Doch nun zum Programm und damit erstmal zu den Gästen, die man – Szene-Autor „gb“ folgend – wohl mit gewissem Recht, wenn auch etwas böse, in den Kreis jener Leute rechnen muß, für die vielleicht der Energie-, nicht aber der Impulserhaltungssatz gilt: Pianist McCoy Tyner, Gateway mit den Triefnasen John Abercombie, Dave Holland und Jack DeJohnette, Dichter Wolf Wondratschek und Michael Naura, die gemeinsam auftreten, und Gitarren-Schlunz Mike Stern.
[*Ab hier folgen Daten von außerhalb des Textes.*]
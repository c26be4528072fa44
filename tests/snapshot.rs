use phalanx::{deserialize, register_component, register_component_with, serialize, SnapshotError, World};
use std::io::{Read, Write};

#[derive(Clone, Copy, Debug, PartialEq)]
struct Pos {
    x: f32,
    y: f32,
}
#[derive(Clone, Copy, Debug, PartialEq)]
struct Vel {
    dx: f32,
    dy: f32,
}
#[derive(Clone, Copy, Debug, PartialEq)]
struct Hp {
    hp: i32,
}

fn register_all() {
    register_component::<Pos>("Pos");
    register_component::<Vel>("Vel");
    register_component::<Hp>("Hp");
}

#[test]
fn round_trip_preserves_entities_and_slots() {
    register_all();

    let world = World::new();
    let e1 = world.create_with((Pos { x: 1.0, y: 2.0 }, Vel { dx: 3.0, dy: 4.0 }));
    let e2 = world.create_with((Pos { x: 5.0, y: 6.0 }, Hp { hp: 100 }));
    let e3 = world.create_with((Hp { hp: 50 },));
    world.destroy(e2);

    let mut buffer = Vec::new();
    serialize(&world, &mut buffer).unwrap();

    let restored = World::new();
    deserialize(&restored, &mut buffer.as_slice()).unwrap();

    assert_eq!(restored.len(), 2);
    assert!(restored.alive(e1));
    assert!(!restored.alive(e2));
    assert!(restored.alive(e3));
    assert_eq!(restored.get::<Pos>(e1).unwrap(), &Pos { x: 1.0, y: 2.0 });
    assert_eq!(restored.get::<Vel>(e1).unwrap(), &Vel { dx: 3.0, dy: 4.0 });
    assert_eq!(restored.get::<Hp>(e3).unwrap().hp, 50);

    // The free list came across: a fresh create reuses e2's slot with a
    // newer generation.
    let recycled = restored.create();
    assert_eq!(recycled.index(), e2.index());
    assert!(recycled.generation() > e2.generation());
}

#[test]
fn round_trip_of_empty_world() {
    let world = World::new();
    let mut buffer = Vec::new();
    serialize(&world, &mut buffer).unwrap();

    let restored = World::new();
    deserialize(&restored, &mut buffer.as_slice()).unwrap();
    assert_eq!(restored.len(), 0);

    // The restored world is fully usable.
    let entity = restored.create();
    assert!(restored.alive(entity));
}

#[test]
fn round_trip_preserves_archetype_membership() {
    register_all();

    let world = World::new();
    let entity = world.create_with((Pos { x: 0.0, y: 0.0 },));
    world.add(entity, Hp { hp: 1 });

    let mut buffer = Vec::new();
    serialize(&world, &mut buffer).unwrap();

    let restored = World::new();
    deserialize(&restored, &mut buffer.as_slice()).unwrap();

    assert!(restored.has::<Pos>(entity));
    assert!(restored.has::<Hp>(entity));
    assert!(!restored.has::<Vel>(entity));
    assert_eq!(restored.count::<(Pos, Hp)>(), 1);
}

#[test]
fn custom_serializer_round_trips() {
    register_component_with::<String, _, _>(
        "Name",
        |value: &String, out: &mut dyn Write| {
            let bytes = value.as_bytes();
            out.write_all(&(bytes.len() as u32).to_le_bytes())?;
            out.write_all(bytes)
        },
        |input: &mut dyn Read| {
            let mut len = [0u8; 4];
            input.read_exact(&mut len)?;
            let mut bytes = vec![0u8; u32::from_le_bytes(len) as usize];
            input.read_exact(&mut bytes)?;
            String::from_utf8(bytes)
                .map_err(|err| std::io::Error::new(std::io::ErrorKind::InvalidData, err))
        },
    );
    register_all();

    let world = World::new();
    let entity = world.create_with(("persistent name".to_string(), Hp { hp: 3 }));

    let mut buffer = Vec::new();
    serialize(&world, &mut buffer).unwrap();

    let restored = World::new();
    deserialize(&restored, &mut buffer.as_slice()).unwrap();
    assert_eq!(restored.get::<String>(entity).unwrap(), "persistent name");
    assert_eq!(restored.get::<Hp>(entity).unwrap().hp, 3);
}

#[test]
fn serialize_rejects_unregistered_types() {
    struct Unregistered(#[allow(dead_code)] u8);

    let world = World::new();
    world.create_with((Unregistered(1),));

    let mut buffer = Vec::new();
    assert!(matches!(
        serialize(&world, &mut buffer),
        Err(SnapshotError::UnregisteredType(_))
    ));
}

#[test]
fn deserialize_rejects_bad_magic() {
    let world = World::new();
    let bytes = b"NOPE\x01\x00\x00\x00";
    assert!(matches!(
        deserialize(&world, &mut bytes.as_slice()),
        Err(SnapshotError::BadMagic)
    ));
}

#[test]
fn deserialize_rejects_unknown_version() {
    let world = World::new();
    let mut bytes = Vec::new();
    bytes.extend_from_slice(b"ECS\0");
    bytes.extend_from_slice(&9u32.to_le_bytes());
    bytes.extend_from_slice(&0u32.to_le_bytes());
    bytes.extend_from_slice(&1u32.to_le_bytes());
    assert!(matches!(
        deserialize(&world, &mut bytes.as_slice()),
        Err(SnapshotError::UnsupportedVersion(9))
    ));
}

#[test]
fn deserialize_rejects_non_empty_target() {
    register_all();

    let world = World::new();
    world.create_with((Pos { x: 0.0, y: 0.0 },));
    let mut buffer = Vec::new();
    serialize(&world, &mut buffer).unwrap();

    let target = World::new();
    target.create();
    assert!(matches!(
        deserialize(&target, &mut buffer.as_slice()),
        Err(SnapshotError::TargetNotEmpty)
    ));
}

#[test]
fn deserialize_rejects_unknown_component_names() {
    register_all();

    let world = World::new();
    world.create_with((Pos { x: 0.0, y: 0.0 },));
    let mut buffer = Vec::new();
    serialize(&world, &mut buffer).unwrap();

    // Corrupt the stored component name ("Pos" appears after the two
    // header counts and the per-archetype counts).
    let position = buffer
        .windows(3)
        .position(|window| window == b"Pos")
        .unwrap();
    buffer[position..position + 3].copy_from_slice(b"Zzz");

    let restored = World::new();
    assert!(matches!(
        deserialize(&restored, &mut buffer.as_slice()),
        Err(SnapshotError::UnknownComponentName(name)) if name == "Zzz"
    ));
}

#[test]
fn snapshot_excludes_resources_and_deferred_commands() {
    register_all();

    struct Counter(u32);

    let world = World::new();
    world.create_with((Pos { x: 1.0, y: 1.0 },));
    world.set_resource(Counter(7));
    world.deferred().create_with((Pos { x: 9.0, y: 9.0 },));

    let mut buffer = Vec::new();
    serialize(&world, &mut buffer).unwrap();

    let restored = World::new();
    deserialize(&restored, &mut buffer.as_slice()).unwrap();
    assert_eq!(restored.len(), 1);
    assert!(!restored.has_resource::<Counter>());

    // Flushing the restored world applies nothing.
    restored.flush_deferred();
    assert_eq!(restored.len(), 1);
}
Auch den Wetterberichtler Joe Zawinul würde man für gemeinhin in diese Liste aufnehmen müssen, aber wenn er etwas von der verschrobenen Energie seines My People-Projektes, wo er den Dialog mit Musikern aus aller Welt zum Programm machte, in seine eigene Band retten kann, dann ist der Elektrolurch vielleicht auch für einen kreativen Kurzschluß gut.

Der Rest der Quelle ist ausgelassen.